Dziś wchodzą w życie rozporządzenia ministra sprawiedliwości dotyczące egzaminów radcowskich i adwokackich.
Kandydaci do tych zawodów będą płacić 80 proc. minimalnego wynagrodzenia za przystąpienie do egzaminu. Do tej pory opłata ta wynosiła 75 proc. Oznacza to, że każdy kandydat zapłaci ok. 1,2 tys. zł (do tej pory ok. 1150 zł).
Najbliższe egzaminy radcowskie i adwokackie zaplanowane są na 19–22 marca 2013 r. O togi będzie walczył rekordowy rocznik.

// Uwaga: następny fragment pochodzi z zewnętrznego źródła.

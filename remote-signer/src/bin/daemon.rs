//! Remote signer daemon binary.
//!
//! This binary runs as a standalone process that handles signing requests
//! from validator clients via Unix socket.

use clap::Parser;
use eth2_remote_signer::{ServerConfig, SignerServer};
use eth2_signer_keyvault::{KeyVaultConfig, KeyVaultKind};
use std::path::PathBuf;
use std::sync::Arc;
use std::time::Duration;
use tracing::{error, info};
use tracing_subscriber::EnvFilter;

/// Remote BLS signer daemon for Ethereum validators.
#[derive(Parser, Debug)]
#[command(name = "eth2-signer-daemon")]
#[command(about = "Remote signing daemon for Ethereum validators")]
#[command(version)]
struct Args {
    /// Path to Unix socket for client connections
    #[arg(long, default_value = "/var/run/eth2-signer.sock")]
    socket: PathBuf,

    /// Type of keyvault
    #[arg(long, value_enum, default_value_t = KeyVaultKind::Deterministic)]
    keyvault: KeyVaultKind,

    /// Number of deterministic keys to generate (demonstrative purposes)
    #[arg(long, default_value_t = 1)]
    num_deterministic_keys: u64,

    /// Path to the file containing the mnemonic phrase
    #[arg(long, required_if_eq("keyvault", "mnemonic"))]
    mnemonic_file: Option<PathBuf>,

    /// Password of the mnemonic phrase (or use SIGNER_MNEMONIC_PASSWORD env var)
    #[arg(long, env = "SIGNER_MNEMONIC_PASSWORD", default_value = "", hide_env_values = true)]
    mnemonic_password: String,

    /// Start index for mnemonic keys generation
    #[arg(long, default_value_t = 0)]
    start_index: u32,

    /// Number of keys to generate from the mnemonic phrase
    #[arg(long, default_value_t = 1)]
    num_mnemonic_keys: u32,

    /// Seconds a connection may stay idle while reading or writing a frame
    #[arg(long, default_value_t = 10, value_parser = clap::value_parser!(u64).range(1..))]
    io_timeout_secs: u64,
}

impl Args {
    fn keyvault_config(&self) -> Result<KeyVaultConfig, String> {
        match self.keyvault {
            KeyVaultKind::Deterministic => Ok(KeyVaultConfig::Deterministic {
                num_keys: self.num_deterministic_keys,
            }),
            KeyVaultKind::Mnemonic => {
                let path = self
                    .mnemonic_file
                    .as_ref()
                    .ok_or_else(|| "You must provide a --mnemonic-file".to_string())?;
                let phrase = std::fs::read_to_string(path)
                    .map_err(|e| format!("Could not read mnemonic file {:?}: {}", path, e))?;
                Ok(KeyVaultConfig::Mnemonic {
                    phrase,
                    password: self.mnemonic_password.clone(),
                    start_index: self.start_index,
                    num_keys: self.num_mnemonic_keys,
                })
            }
        }
    }
}

fn main() {
    // Initialize logging
    tracing_subscriber::fmt()
        .with_env_filter(
            EnvFilter::try_from_default_env().unwrap_or_else(|_| EnvFilter::new("info")),
        )
        .init();

    let args = Args::parse();

    info!("Starting eth2-signer-daemon");
    info!("Socket path: {:?}", args.socket);

    let keyvault_config = match args.keyvault_config() {
        Ok(config) => config,
        Err(e) => {
            error!("{}", e);
            std::process::exit(1);
        }
    };
    info!("Keyvault: {:?}", keyvault_config.kind());

    let keyvault = match keyvault_config.build() {
        Ok(vault) => vault,
        Err(e) => {
            error!("Could not initialize keyvault: {}", e);
            std::process::exit(1);
        }
    };

    // Create server config
    let config = ServerConfig {
        socket_path: args.socket,
        keyvault: Arc::new(keyvault),
        io_timeout: Duration::from_secs(args.io_timeout_secs),
    };

    // Create and run server
    let server = match SignerServer::new(config) {
        Ok(s) => s,
        Err(e) => {
            error!("Failed to create server: {}", e);
            std::process::exit(1);
        }
    };

    info!("Signer daemon ready, waiting for connections...");

    if let Err(e) = server.run() {
        error!("Server error: {}", e);
        std::process::exit(1);
    }
}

Do zawodowego egzaminu adwokackiego i radcowskiego może przystąpić nawet około 10 tys. osób. W 2009 r. egzamin wstępny na aplikacje radcowską i adwokacką zdała bowiem rekordowa liczba kandydatów (ok. 70 proc.). Tymczasem w 2012 r. egzaminy zawodowe (kończące aplikację) zdawało aż czterokrotnie mniej kandydatów, bo ok. 2,5 tys.
Ten rocznik aplikantów radcowskich i adwokackich jest także pierwszym, który szkolił się trzy lata (wcześniej trzy i pół roku).
Do egzaminu zawodowego mogą przystąpić również ci, którzy nie ukończyli aplikacji, ale mają odpowiednie doświadczenie w pracy, np. pięć lat w kancelarii prawnej, gdzie wykonywali czynności wymagające wiedzy prawniczej, a także doktorzy nauk prawnych.